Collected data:
+ + + + +
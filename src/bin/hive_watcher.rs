// Hive Supervisor (§4.J)
//
// A separate, deliberately tiny process: writes its own pid file, then every
// SUPERVISOR_POLL_INTERVAL_SECS checks whether the daemon is alive and its
// heartbeat is fresh, restarting it if not. Grounded on the same
// `tokio::process::Command` spawn/pipe idiom the teacher uses for its MCP
// stdio transport (`engine/mcp/transport.rs`) and Docker helper
// (`engine/whatsapp/docker.rs`), scaled down to "spawn one child, forward
// its output, poll its liveness" since there's no bidirectional protocol to
// speak here.

use hive::atoms::constants::{
    HEARTBEAT_STALE_SECS, SUPERVISOR_POLL_INTERVAL_SECS, SUPERVISOR_SIGTERM_GRACE_SECS,
};
use hive::daemon::Runtime;
use log::{info, warn, LevelFilter};
use std::path::{Path, PathBuf};
use std::time::{Duration, SystemTime, UNIX_EPOCH};
use tokio::process::Command;

#[tokio::main]
async fn main() {
    let home = match Runtime::resolve_home() {
        Ok(home) => home,
        Err(err) => {
            eprintln!("hive-watcher: {err}");
            std::process::exit(1);
        }
    };
    if let Err(err) = std::fs::create_dir_all(&home) {
        eprintln!("hive-watcher: could not create home dir {home:?}: {err}");
        std::process::exit(1);
    }

    let log_level = std::env::var("HIVE_LOG_LEVEL")
        .ok()
        .and_then(|v| v.parse::<LevelFilter>().ok())
        .unwrap_or(LevelFilter::Info);
    let echo_stderr = std::env::var("HIVE_FOREGROUND").is_ok();
    if let Err(err) = hive::logging::init(home.join("daemon.log"), echo_stderr, log_level) {
        eprintln!("hive-watcher: failed to initialize logging: {err}");
    }

    let watcher_pid_path = home.join("daemon.watcher.pid");
    if let Err(err) = std::fs::write(&watcher_pid_path, std::process::id().to_string()) {
        warn!(target: "watcher", "could not write watcher pid file: {err}");
    }

    let stop_sentinel = home.join("daemon.stop");
    let mut ticker = tokio::time::interval(Duration::from_secs(SUPERVISOR_POLL_INTERVAL_SECS));
    loop {
        ticker.tick().await;

        if stop_sentinel.exists() {
            info!(target: "watcher", "stop sentinel present, exiting without spawning");
            break;
        }

        if daemon_is_healthy(&home) {
            continue;
        }

        warn!(target: "watcher", "daemon unhealthy or not running, restarting");
        if let Some(pid) = read_pid(&home.join("daemon.pid")) {
            terminate_daemon(pid).await;
        }
        spawn_daemon(&home);
    }

    let _ = std::fs::remove_file(&watcher_pid_path);
}

/// True if the daemon's pid is alive and its heartbeat was touched within
/// `HEARTBEAT_STALE_SECS`. A missing pid file or heartbeat file counts as
/// unhealthy.
fn daemon_is_healthy(home: &Path) -> bool {
    let Some(pid) = read_pid(&home.join("daemon.pid")) else {
        return false;
    };
    if !process_alive(pid) {
        return false;
    }
    let Ok(metadata) = std::fs::metadata(home.join("heartbeat")) else {
        return false;
    };
    let Ok(modified) = metadata.modified() else {
        return false;
    };
    let age = SystemTime::now()
        .duration_since(modified)
        .unwrap_or(Duration::from_secs(u64::MAX));
    age <= Duration::from_secs(HEARTBEAT_STALE_SECS)
}

fn read_pid(path: &Path) -> Option<u32> {
    std::fs::read_to_string(path).ok()?.trim().parse().ok()
}

#[cfg(unix)]
fn process_alive(pid: u32) -> bool {
    // `kill -0` sends no signal; it only probes existence/permission —
    // the standard Unix liveness check, shelled out the same way the
    // teacher's `tailscale`/`mail` command helpers run a one-shot child
    // and inspect its exit status rather than linking a signals crate.
    std::process::Command::new("kill")
        .args(["-0", &pid.to_string()])
        .status()
        .map(|status| status.success())
        .unwrap_or(false)
}

#[cfg(not(unix))]
fn process_alive(pid: u32) -> bool {
    // Best-effort: without a signal-0 probe, fall back to trusting a
    // present pid file. The heartbeat staleness check still catches hangs.
    pid != 0
}

#[cfg(unix)]
async fn terminate_daemon(pid: u32) {
    let _ = std::process::Command::new("kill")
        .args(["-TERM", &pid.to_string()])
        .status();
    tokio::time::sleep(Duration::from_secs(SUPERVISOR_SIGTERM_GRACE_SECS)).await;
    if process_alive(pid) {
        warn!(target: "watcher", "daemon {pid} still alive after grace period, sending SIGKILL");
        let _ = std::process::Command::new("kill")
            .args(["-KILL", &pid.to_string()])
            .status();
    }
}

#[cfg(not(unix))]
async fn terminate_daemon(_pid: u32) {
    tokio::time::sleep(Duration::from_secs(SUPERVISOR_SIGTERM_GRACE_SECS)).await;
}

/// Spawn a fresh `hived`, preserving `HIVE_HOME` so the child binds the
/// same home directory this watcher is supervising, and forwarding its
/// stdout/stderr into the daemon log rather than the watcher's own.
fn spawn_daemon(home: &Path) {
    let exe = daemon_exe_path();
    let log_path = home.join("daemon.log");
    let log_file = match std::fs::OpenOptions::new()
        .create(true)
        .append(true)
        .open(&log_path)
    {
        Ok(file) => file,
        Err(err) => {
            warn!(target: "watcher", "could not open daemon log for child stdout: {err}");
            return;
        }
    };
    let log_file_err = match log_file.try_clone() {
        Ok(file) => file,
        Err(err) => {
            warn!(target: "watcher", "could not clone daemon log handle: {err}");
            return;
        }
    };

    let mut command = Command::new(exe);
    command
        .env("HIVE_HOME", home)
        .stdout(std::process::Stdio::from(log_file))
        .stderr(std::process::Stdio::from(log_file_err))
        .stdin(std::process::Stdio::null());

    match command.spawn() {
        Ok(mut child) => {
            info!(target: "watcher", "spawned daemon pid {:?}", child.id());
            // Detach: the watcher supervises by polling the pid file/heartbeat,
            // not by holding a `Child` handle across ticks.
            tokio::spawn(async move {
                let _ = child.wait().await;
            });
        }
        Err(err) => warn!(target: "watcher", "failed to spawn daemon: {err}"),
    }
}

fn daemon_exe_path() -> PathBuf {
    std::env::current_exe()
        .ok()
        .and_then(|p| p.parent().map(|dir| dir.join("hived")))
        .unwrap_or_else(|| PathBuf::from("hived"))
}

#[cfg(test)]
mod tests {
    use super::*;

    #[test]
    fn read_pid_parses_trimmed_contents() {
        let dir = tempfile::tempdir().unwrap();
        let path = dir.path().join("daemon.pid");
        std::fs::write(&path, "12345\n").unwrap();
        assert_eq!(read_pid(&path), Some(12345));
    }

    #[test]
    fn read_pid_none_when_missing() {
        let dir = tempfile::tempdir().unwrap();
        assert_eq!(read_pid(&dir.path().join("nope")), None);
    }

    #[test]
    fn daemon_unhealthy_without_pid_file() {
        let dir = tempfile::tempdir().unwrap();
        assert!(!daemon_is_healthy(dir.path()));
    }

    #[test]
    fn daemon_unhealthy_with_stale_heartbeat() {
        let dir = tempfile::tempdir().unwrap();
        std::fs::write(dir.path().join("daemon.pid"), std::process::id().to_string()).unwrap();
        let heartbeat = dir.path().join("heartbeat");
        std::fs::write(&heartbeat, "0").unwrap();
        let stale_time = SystemTime::now() - Duration::from_secs(HEARTBEAT_STALE_SECS + 10);
        let file = std::fs::File::open(&heartbeat).unwrap();
        file.set_modified(stale_time).unwrap();
        assert!(!daemon_is_healthy(dir.path()));
    }

    #[test]
    fn daemon_healthy_with_fresh_heartbeat_and_own_pid() {
        let dir = tempfile::tempdir().unwrap();
        std::fs::write(dir.path().join("daemon.pid"), std::process::id().to_string()).unwrap();
        std::fs::write(dir.path().join("heartbeat"), "0").unwrap();
        assert!(daemon_is_healthy(dir.path()));
    }
}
+ + + + +
● **Task instructions**
Scan the data for the string "than" and copy each line in which it occurs.

● **Response for this exercise**
    // and inspect its exit status rather than linking a signals crate.
/// stdout/stderr into the daemon log rather than the watcher's own.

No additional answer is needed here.